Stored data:
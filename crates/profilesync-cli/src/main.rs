//! profilesync - sign in to your account and keep your profile up to date
//! from the terminal.
//!
//! Each subcommand stands in for one screen of the web client: `login`,
//! `register`, `whoami` (the dashboard), `update` (the profile form) and
//! `logout`.

mod app;
mod console;

use std::ffi::OsStr;
use std::io;
use std::path::{Path, PathBuf};
use std::process::ExitCode;

use clap::{Parser, Subcommand};
use tracing::info;
use tracing_appender::non_blocking::WorkerGuard;
use tracing_subscriber::{fmt, prelude::*, EnvFilter};

use app::App;

/// Default log file name when `--log-file` points at a directory
const DEFAULT_LOG_FILE: &str = "profilesync.log";

#[derive(Debug, Parser)]
#[command(name = "profilesync", version, about = "Sign in and edit your profile")]
struct Cli {
    /// Write logs to this file instead of stderr
    #[arg(long, global = true, value_name = "PATH")]
    log_file: Option<PathBuf>,

    #[command(subcommand)]
    command: Command,
}

#[derive(Debug, Subcommand)]
enum Command {
    /// Sign in with your email or username
    Login {
        /// Email or username (defaults to the last one used)
        #[arg(short, long)]
        identifier: Option<String>,
    },
    /// Create an account and sign in
    Register {
        #[arg(short, long)]
        username: String,
        #[arg(short, long)]
        email: String,
    },
    /// Sign out and forget the stored session
    Logout,
    /// Show who is signed in and their profile
    Whoami {
        /// Print the profile as JSON
        #[arg(long)]
        json: bool,
    },
    /// Change profile fields; fields left out keep their current value
    Update {
        #[arg(long)]
        username: Option<String>,
        #[arg(long)]
        email: Option<String>,
        /// Any other field, as key=value (repeatable)
        #[arg(long = "set", value_name = "KEY=VALUE", value_parser = parse_field)]
        fields: Vec<(String, String)>,
    },
    /// Show the session state without contacting the server
    Status,
}

fn parse_field(s: &str) -> Result<(String, String), String> {
    let (key, value) = s
        .split_once('=')
        .ok_or_else(|| format!("expected KEY=VALUE, got `{}`", s))?;
    let key = key.trim();
    if key.is_empty() {
        return Err("field name must not be empty".to_string());
    }
    Ok((key.to_string(), value.to_string()))
}

/// Initialize the tracing subscriber for logging.
/// Use RUST_LOG env var to control log level (e.g., RUST_LOG=debug).
fn init_tracing(log_file: Option<&Path>) -> Option<WorkerGuard> {
    let filter = EnvFilter::try_from_default_env().unwrap_or_else(|_| EnvFilter::new("warn"));

    match log_file {
        Some(path) => {
            let (dir, name) = if path.is_dir() {
                (path, OsStr::new(DEFAULT_LOG_FILE))
            } else {
                (
                    path.parent()
                        .filter(|p| !p.as_os_str().is_empty())
                        .unwrap_or(Path::new(".")),
                    path.file_name().unwrap_or(OsStr::new(DEFAULT_LOG_FILE)),
                )
            };
            let appender = tracing_appender::rolling::never(dir, name);
            let (writer, guard) = tracing_appender::non_blocking(appender);
            tracing_subscriber::registry()
                .with(fmt::layer().with_writer(writer).with_ansi(false))
                .with(filter)
                .init();
            Some(guard)
        }
        None => {
            tracing_subscriber::registry()
                .with(fmt::layer().with_writer(io::stderr))
                .with(filter)
                .init();
            None
        }
    }
}

#[tokio::main]
async fn main() -> ExitCode {
    // Load .env file if present (silently ignore if not found)
    let _ = dotenvy::dotenv();

    let cli = Cli::parse();
    let _guard = init_tracing(cli.log_file.as_deref());
    info!(command = ?cli.command, "profilesync starting");

    match run(cli.command).await {
        Ok(true) => ExitCode::SUCCESS,
        Ok(false) => ExitCode::FAILURE,
        Err(e) => {
            eprintln!("Error: {:#}", e);
            ExitCode::FAILURE
        }
    }
}

/// Returns whether the command succeeded; failures already reported to the
/// user come back as `Ok(false)`.
async fn run(command: Command) -> anyhow::Result<bool> {
    let mut app = App::new().await?;

    let ok = match command {
        Command::Login { identifier } => app.login(identifier).await?,
        Command::Register { username, email } => app.register(username, email).await?,
        Command::Logout => {
            app.logout();
            true
        }
        Command::Whoami { json } => app.whoami(json).await?,
        Command::Update {
            username,
            email,
            fields,
        } => {
            let mut patch = profilesync_core::ProfilePatch::new();
            if let Some(username) = username {
                patch.set("username", username);
            }
            if let Some(email) = email {
                patch.set("email", email);
            }
            for (key, value) in fields {
                patch.set(key, value);
            }
            app.update(patch).await?
        }
        Command::Status => {
            app.status();
            true
        }
    };

    app.follow_navigation();
    Ok(ok)
}
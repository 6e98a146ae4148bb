/// Truncate a string to a maximum number of characters, adding ellipsis if needed
pub fn truncate_string(s: &str, max_len: usize) -> String {
    if s.chars().count() <= max_len {
        s.to_string()
    } else if max_len <= 3 {
        s.chars().take(max_len).collect()
    } else {
        let truncated: String = s.chars().take(max_len - 3).collect();
        format!("{}...", truncated)
    }
}

/// Render a profile field value for display
pub fn format_field(value: &serde_json::Value) -> String {
    match value {
        serde_json::Value::String(s) => s.clone(),
        serde_json::Value::Null => "-".to_string(),
        other => other.to_string(),
    }
}
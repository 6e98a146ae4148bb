//! Utility functions for string formatting and form validation.

pub mod format;
pub mod validate;

pub use format::truncate_string;
pub use validate::{is_valid_email, ValidationError};
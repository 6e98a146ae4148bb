//! Wiring for a running client.
//!
//! `ProfileSync` owns one of everything (session store, request pipeline,
//! profile cache, optimistic updater, event bus) and exposes the flows the
//! screens need: sign in, sign up, sign out, read and edit the profile.

use std::sync::Arc;
use std::time::Duration;

use tokio::sync::broadcast;
use tracing::{error, info};

use crate::api::{ApiClient, ApiError, Operation};
use crate::auth::{CredentialStore, Session, SessionState, SessionStore};
use crate::cache::ProfileCache;
use crate::config::Config;
use crate::error::{Error, Result};
use crate::events::{EventBus, NavigationEvent, Route};
use crate::gate::{AccessGate, GateDecision};
use crate::models::{Credentials, Profile, ProfilePatch, RegistrationForm};
use crate::mutation::{ProfileUpdater, UpdateOutcome};
use crate::notify::Notifier;
use crate::utils::validate::{validate_credentials, validate_registration};

const SIGNED_IN_MESSAGE: &str = "Welcome back!";
const REGISTERED_MESSAGE: &str = "Account created successfully! Welcome aboard!";

pub struct ProfileSync {
    sessions: Arc<SessionStore>,
    api: ApiClient,
    cache: Arc<ProfileCache>,
    updater: Arc<ProfileUpdater>,
    events: EventBus,
    notifier: Arc<dyn Notifier>,
}

impl ProfileSync {
    pub fn new(
        store: Arc<dyn CredentialStore>,
        api_url: &str,
        timeout: Duration,
        notifier: Arc<dyn Notifier>,
    ) -> anyhow::Result<Self> {
        let sessions = Arc::new(SessionStore::new(store, notifier.clone()));
        let events = EventBus::new();
        let api = ApiClient::new(api_url, timeout, sessions.clone(), events.clone())?;
        let cache = Arc::new(ProfileCache::new());
        let updater = Arc::new(ProfileUpdater::new(
            sessions.clone(),
            api.clone(),
            cache.clone(),
            notifier.clone(),
        ));

        Ok(Self {
            sessions,
            api,
            cache,
            updater,
            events,
            notifier,
        })
    }

    pub fn from_config(config: &Config, notifier: Arc<dyn Notifier>) -> anyhow::Result<Self> {
        Self::new(
            config.credential_store()?,
            config.api_url(),
            config.request_timeout(),
            notifier,
        )
    }

    /// Hydrate the session store. Call once at startup.
    pub async fn start(&self) -> SessionState {
        let state = self.sessions.hydrate().await;
        info!(authenticated = state.is_authenticated(), "Session store ready");
        state
    }

    pub fn sessions(&self) -> &Arc<SessionStore> {
        &self.sessions
    }

    pub fn api(&self) -> &ApiClient {
        &self.api
    }

    pub fn cache(&self) -> &Arc<ProfileCache> {
        &self.cache
    }

    pub fn updater(&self) -> &Arc<ProfileUpdater> {
        &self.updater
    }

    pub fn navigation(&self) -> broadcast::Receiver<NavigationEvent> {
        self.events.subscribe()
    }

    pub fn gate(&self) -> GateDecision {
        AccessGate::check(&self.sessions.state())
    }

    pub async fn sign_in(&self, credentials: &Credentials) -> Result<Session> {
        validate_credentials(credentials)?;
        let session = self
            .api
            .login(credentials)
            .await
            .inspect_err(|e| self.report(Operation::Login, e))?;
        self.establish(session.clone());
        self.notifier.success(SIGNED_IN_MESSAGE);
        Ok(session)
    }

    pub async fn sign_up(&self, form: &RegistrationForm) -> Result<Session> {
        validate_registration(form)?;
        let session = self
            .api
            .register(&form.to_registration())
            .await
            .inspect_err(|e| self.report(Operation::Register, e))?;
        self.establish(session.clone());
        self.notifier.success(REGISTERED_MESSAGE);
        Ok(session)
    }

    pub fn sign_out(&self) {
        self.sessions.logout();
        self.cache.clear();
        self.events.emit(NavigationEvent::replace(Route::Login));
    }

    /// The signed-in user's profile, from cache while fresh
    pub async fn profile(&self) -> Result<Profile> {
        if !self.sessions.is_authenticated() {
            error!("Profile read attempted without an authenticated session");
            return Err(Error::IllegalStateAccess("profile"));
        }
        Ok(self.cache.get_or_fetch(&self.api).await?)
    }

    pub async fn update_profile(&self, patch: ProfilePatch) -> Result<UpdateOutcome> {
        self.updater.submit(patch).await
    }

    fn report(&self, operation: Operation, error: &ApiError) {
        match error {
            ApiError::Unauthorized => self.notifier.error(operation.fallback_message()),
            other => self.notifier.error(&other.to_string()),
        }
    }

    fn establish(&self, session: Session) {
        // A new identity must not see the previous user's cached profile
        self.cache.clear();
        self.sessions.login(session);
        self.events.emit(NavigationEvent::replace(Route::Root));
    }
}

#[cfg(test)]
mod tests {
    use super::*;
    use crate::auth::MemoryStore;
    use crate::notify::testing::RecordingNotifier;
    use crate::notify::NotificationLevel;
    use serde_json::json;
    use wiremock::matchers::{method, path};
    use wiremock::{Mock, MockServer, ResponseTemplate};

    async fn client(server: &MockServer) -> (ProfileSync, Arc<RecordingNotifier>) {
        let notifier = Arc::new(RecordingNotifier::default());
        let app = ProfileSync::new(
            Arc::new(MemoryStore::new()),
            &server.uri(),
            Duration::from_secs(10),
            notifier.clone(),
        )
        .unwrap();
        app.start().await;
        (app, notifier)
    }

    fn issued_session() -> ResponseTemplate {
        ResponseTemplate::new(200)
            .set_body_json(json!({"token": "t1", "profile": {"username": "alice"}}))
    }

    #[tokio::test]
    async fn test_sign_in_welcomes_user_back() {
        let server = MockServer::start().await;
        Mock::given(method("POST"))
            .and(path("/auth/login"))
            .respond_with(issued_session())
            .mount(&server)
            .await;
        let (app, notifier) = client(&server).await;

        app.sign_in(&Credentials::new("a@b.com", "secret1"))
            .await
            .unwrap();

        assert_eq!(
            notifier.messages(),
            vec![
                (NotificationLevel::Success, "Login successful!".to_string()),
                (NotificationLevel::Success, SIGNED_IN_MESSAGE.to_string()),
            ]
        );
    }

    #[tokio::test]
    async fn test_sign_up_welcomes_new_user() {
        let server = MockServer::start().await;
        Mock::given(method("POST"))
            .and(path("/auth/register"))
            .respond_with(issued_session())
            .mount(&server)
            .await;
        let (app, notifier) = client(&server).await;

        let form = RegistrationForm {
            username: "alice".to_string(),
            email: "a@b.com".to_string(),
            password: "Secret123".to_string(),
            confirm_password: "Secret123".to_string(),
        };
        app.sign_up(&form).await.unwrap();

        assert!(notifier.contains(NotificationLevel::Success, REGISTERED_MESSAGE));
        assert!(!notifier.contains(NotificationLevel::Success, SIGNED_IN_MESSAGE));
    }

    #[tokio::test]
    async fn test_failed_sign_in_reports_error_only() {
        let server = MockServer::start().await;
        Mock::given(method("POST"))
            .and(path("/auth/login"))
            .respond_with(
                ResponseTemplate::new(400)
                    .set_body_json(json!({"error": {"message": "Invalid identifier or password"}})),
            )
            .mount(&server)
            .await;
        let (app, notifier) = client(&server).await;

        assert!(app
            .sign_in(&Credentials::new("a@b.com", "secret1"))
            .await
            .is_err());
        assert_eq!(
            notifier.messages(),
            vec![(
                NotificationLevel::Error,
                "Invalid identifier or password".to_string()
            )]
        );
    }
}
// SPDX-License-Identifier: MIT
// Copyright 2026 Roland Dreier <roland@rolandd.dev>

//! Services module - token lifecycle and upstream API access.

pub mod tokens;
pub mod webex;

pub use tokens::{Credential, TokenManager, TokenStore};
pub use webex::{ApiError, WebexClient, WebexService};
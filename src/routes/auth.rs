// SPDX-License-Identifier: MIT
// Copyright 2026 Roland Dreier <roland@rolandd.dev>

//! Webex OIDC login routes (authorization code + PKCE).

use axum::{
    extract::{Query, State},
    response::Redirect,
    routing::get,
    Router,
};
use axum_extra::extract::cookie::{Cookie, CookieJar};
use base64::{engine::general_purpose::URL_SAFE_NO_PAD, Engine as _};
use hmac::{Hmac, Mac};
use rand::{distr::Alphanumeric, Rng};
use serde::Deserialize;
use sha2::{Digest, Sha256};
use std::sync::Arc;
use std::time::{SystemTime, UNIX_EPOCH};

use crate::error::{AppError, Result};
use crate::middleware::auth::{create_session_jwt, SESSION_COOKIE};
use crate::AppState;

type HmacSha256 = Hmac<Sha256>;

/// Cookie holding the PKCE verifier between /auth/login and /auth/callback.
const VERIFIER_COOKIE: &str = "oidc_verifier";

const PKCE_VERIFIER_LEN: usize = 64;

/// Scopes requested for login; calling data access itself goes through the
/// service app credential, not the user token.
const LOGIN_SCOPE: &str = "openid email profile phone address";

pub fn routes() -> Router<Arc<AppState>> {
    Router::new()
        .route("/auth/login", get(auth_login))
        .route("/auth/callback", get(auth_callback))
        .route("/auth/logout", get(auth_logout))
}

/// Start the OIDC flow: clear any existing session, stash the PKCE verifier
/// in a cookie, and redirect to the Webex authorize endpoint.
async fn auth_login(
    State(state): State<Arc<AppState>>,
    jar: CookieJar,
) -> Result<(CookieJar, Redirect)> {
    let verifier = random_string(PKCE_VERIFIER_LEN);
    let challenge = URL_SAFE_NO_PAD.encode(Sha256::digest(verifier.as_bytes()));

    let oauth_state = sign_state(&state.config.frontend_url, &state.config.session_signing_key)?;

    let authorize_url = format!(
        "{}/authorize?\
         response_type=code&\
         client_id={}&\
         redirect_uri={}&\
         scope={}&\
         state={}&\
         code_challenge={}&\
         code_challenge_method=S256",
        state.config.auth_base_url,
        state.config.oidc_client_id,
        urlencoding::encode(&state.config.redirect_url),
        urlencoding::encode(LOGIN_SCOPE),
        oauth_state,
        challenge,
    );

    tracing::info!(
        client_id = %state.config.oidc_client_id,
        "Starting OIDC login, redirecting to Webex"
    );

    let jar = jar
        .remove(Cookie::build((SESSION_COOKIE, "")).path("/").build())
        .add(
            Cookie::build((VERIFIER_COOKIE, verifier))
                .path("/auth")
                .http_only(true)
                .build(),
        );

    Ok((jar, Redirect::temporary(&authorize_url)))
}

#[derive(Deserialize)]
pub struct CallbackParams {
    #[serde(default)]
    code: Option<String>,
    state: String,
    #[serde(default)]
    error: Option<String>,
}

/// Token response from the authorization code exchange.
#[derive(Deserialize)]
struct LoginTokenResponse {
    access_token: String,
}

/// OIDC redirect URI: exchange the code, resolve the calling user, create
/// the session.
async fn auth_callback(
    State(state): State<Arc<AppState>>,
    jar: CookieJar,
    Query(params): Query<CallbackParams>,
) -> Result<(CookieJar, Redirect)> {
    let frontend_url = verify_and_decode_state(&params.state, &state.config.session_signing_key)
        .unwrap_or_else(|| {
            tracing::warn!("Invalid or tampered state parameter, using default frontend URL");
            state.config.frontend_url.clone()
        });

    // Drop the one-shot verifier cookie no matter how the callback ends.
    let verifier = jar
        .get(VERIFIER_COOKIE)
        .map(|c| c.value().to_string());
    let jar = jar.remove(Cookie::build((VERIFIER_COOKIE, "")).path("/auth").build());

    if let Some(error) = params.error {
        tracing::warn!(error = %error, "OIDC error from Webex");
        let redirect = format!("{}?error={}", frontend_url, urlencoding::encode(&error));
        return Ok((jar, Redirect::temporary(&redirect)));
    }

    let code = params
        .code
        .ok_or_else(|| AppError::BadRequest("missing authorization code".to_string()))?;
    let verifier = verifier
        .ok_or_else(|| AppError::BadRequest("missing PKCE verifier cookie".to_string()))?;

    tracing::info!("Exchanging authorization code for tokens");
    let login_token = exchange_code(&state, &code, &verifier).await?;

    // The ID token is not consulted; the userinfo endpoint is the source of
    // the login identity.
    let userinfo = state.webex.userinfo(&login_token.access_token).await?;
    tracing::info!(email = %userinfo.email, "Got userinfo, resolving calling user");

    let user = match state.webex.find_calling_user(&userinfo.email).await? {
        Some(user) => user,
        None => {
            tracing::warn!(email = %userinfo.email, "Not a calling user of the target org");
            let redirect = format!("{}?error=not_a_calling_user", frontend_url);
            return Ok((jar, Redirect::temporary(&redirect)));
        }
    };

    let jwt = create_session_jwt(&user, &state.config.session_signing_key)
        .map_err(|e| AppError::Internal(anyhow::anyhow!("session JWT creation failed: {}", e)))?;

    tracing::info!(
        person_id = %user.person_id,
        display_name = %user.display_name,
        "Login successful"
    );

    let jar = jar.add(
        Cookie::build((SESSION_COOKIE, jwt))
            .path("/")
            .http_only(true)
            .build(),
    );

    Ok((jar, Redirect::temporary(&frontend_url)))
}

/// Logout - clear the session cookie.
async fn auth_logout(State(state): State<Arc<AppState>>, jar: CookieJar) -> (CookieJar, Redirect) {
    let jar = jar.remove(Cookie::build((SESSION_COOKIE, "")).path("/").build());
    (jar, Redirect::temporary(&state.config.frontend_url))
}

/// Exchange the authorization code at the Webex token endpoint.
async fn exchange_code(
    state: &Arc<AppState>,
    code: &str,
    verifier: &str,
) -> Result<LoginTokenResponse> {
    let response = reqwest::Client::new()
        .post(format!("{}/access_token", state.config.auth_base_url))
        .form(&[
            ("grant_type", "authorization_code"),
            ("client_id", state.config.oidc_client_id.as_str()),
            ("client_secret", state.config.oidc_client_secret.as_str()),
            ("code", code),
            ("redirect_uri", state.config.redirect_url.as_str()),
            ("code_verifier", verifier),
        ])
        .send()
        .await
        .map_err(|e| AppError::UpstreamAuth(format!("code exchange failed: {}", e)))?;

    if !response.status().is_success() {
        let status = response.status();
        let body = response.text().await.unwrap_or_default();
        tracing::error!(status = %status, body = %body, "Code exchange failed");
        return Err(AppError::UpstreamAuth(format!(
            "code exchange failed with status {}",
            status
        )));
    }

    response
        .json()
        .await
        .map_err(|e| AppError::UpstreamAuth(format!("invalid token response: {}", e)))
}

fn random_string(len: usize) -> String {
    rand::rng()
        .sample_iter(Alphanumeric)
        .take(len)
        .map(char::from)
        .collect()
}

/// Build the signed OAuth state parameter: "frontend_url|timestamp_hex"
/// with an HMAC-SHA256 signature appended, base64url-encoded as a whole.
fn sign_state(frontend_url: &str, secret: &[u8]) -> Result<String> {
    let timestamp = SystemTime::now()
        .duration_since(UNIX_EPOCH)
        .map_err(|e| AppError::Internal(anyhow::anyhow!("System time error: {}", e)))?
        .as_millis();

    let payload = format!("{}|{:x}", frontend_url, timestamp);

    let mut mac = HmacSha256::new_from_slice(secret)
        .map_err(|e| AppError::Internal(anyhow::anyhow!("HMAC init failed: {}", e)))?;
    mac.update(payload.as_bytes());
    let signature = mac.finalize().into_bytes();

    let signed = format!("{}|{}", payload, hex::encode(signature));
    Ok(URL_SAFE_NO_PAD.encode(signed.as_bytes()))
}

/// Verify the HMAC signature and decode the frontend URL from the OAuth
/// state parameter.
fn verify_and_decode_state(state: &str, secret: &[u8]) -> Option<String> {
    let bytes = URL_SAFE_NO_PAD.decode(state).ok()?;
    let state_str = String::from_utf8(bytes).ok()?;

    // Format is "frontend_url|timestamp_hex|signature_hex"
    let parts: Vec<&str> = state_str.splitn(3, '|').collect();
    if parts.len() != 3 {
        return None;
    }

    let frontend_url = parts[0];
    let timestamp_hex = parts[1];
    let signature_hex = parts[2];

    let payload = format!("{}|{}", frontend_url, timestamp_hex);

    let mut mac = HmacSha256::new_from_slice(secret).ok()?;
    mac.update(payload.as_bytes());

    let expected_signature = hex::encode(mac.finalize().into_bytes());

    if signature_hex != expected_signature {
        tracing::error!("OAuth state signature mismatch! Potential tampering.");
        return None;
    }

    Some(frontend_url.to_string())
}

■ **EXERCISE DESCRIPTION**:
Among the records above, repeat exactly the line with "pub mod format;", the line with "const SIGNED_IN_MESSAGE: &str", and every line in between, and only those.

■ **PROBLEM SOLUTION**:
pub mod format;
pub mod validate;

pub use format::truncate_string;
pub use validate::{is_valid_email, ValidationError};
repository 6e98a146ae4148bb
//! Wiring for a running client.
//!
//! `ProfileSync` owns one of everything (session store, request pipeline,
//! profile cache, optimistic updater, event bus) and exposes the flows the
//! screens need: sign in, sign up, sign out, read and edit the profile.

use std::sync::Arc;
use std::time::Duration;

use tokio::sync::broadcast;
use tracing::{error, info};

use crate::api::{ApiClient, ApiError, Operation};
use crate::auth::{CredentialStore, Session, SessionState, SessionStore};
use crate::cache::ProfileCache;
use crate::config::Config;
use crate::error::{Error, Result};
use crate::events::{EventBus, NavigationEvent, Route};
use crate::gate::{AccessGate, GateDecision};
use crate::models::{Credentials, Profile, ProfilePatch, RegistrationForm};
use crate::mutation::{ProfileUpdater, UpdateOutcome};
use crate::notify::Notifier;
use crate::utils::validate::{validate_credentials, validate_registration};

const SIGNED_IN_MESSAGE: &str = "Welcome back!";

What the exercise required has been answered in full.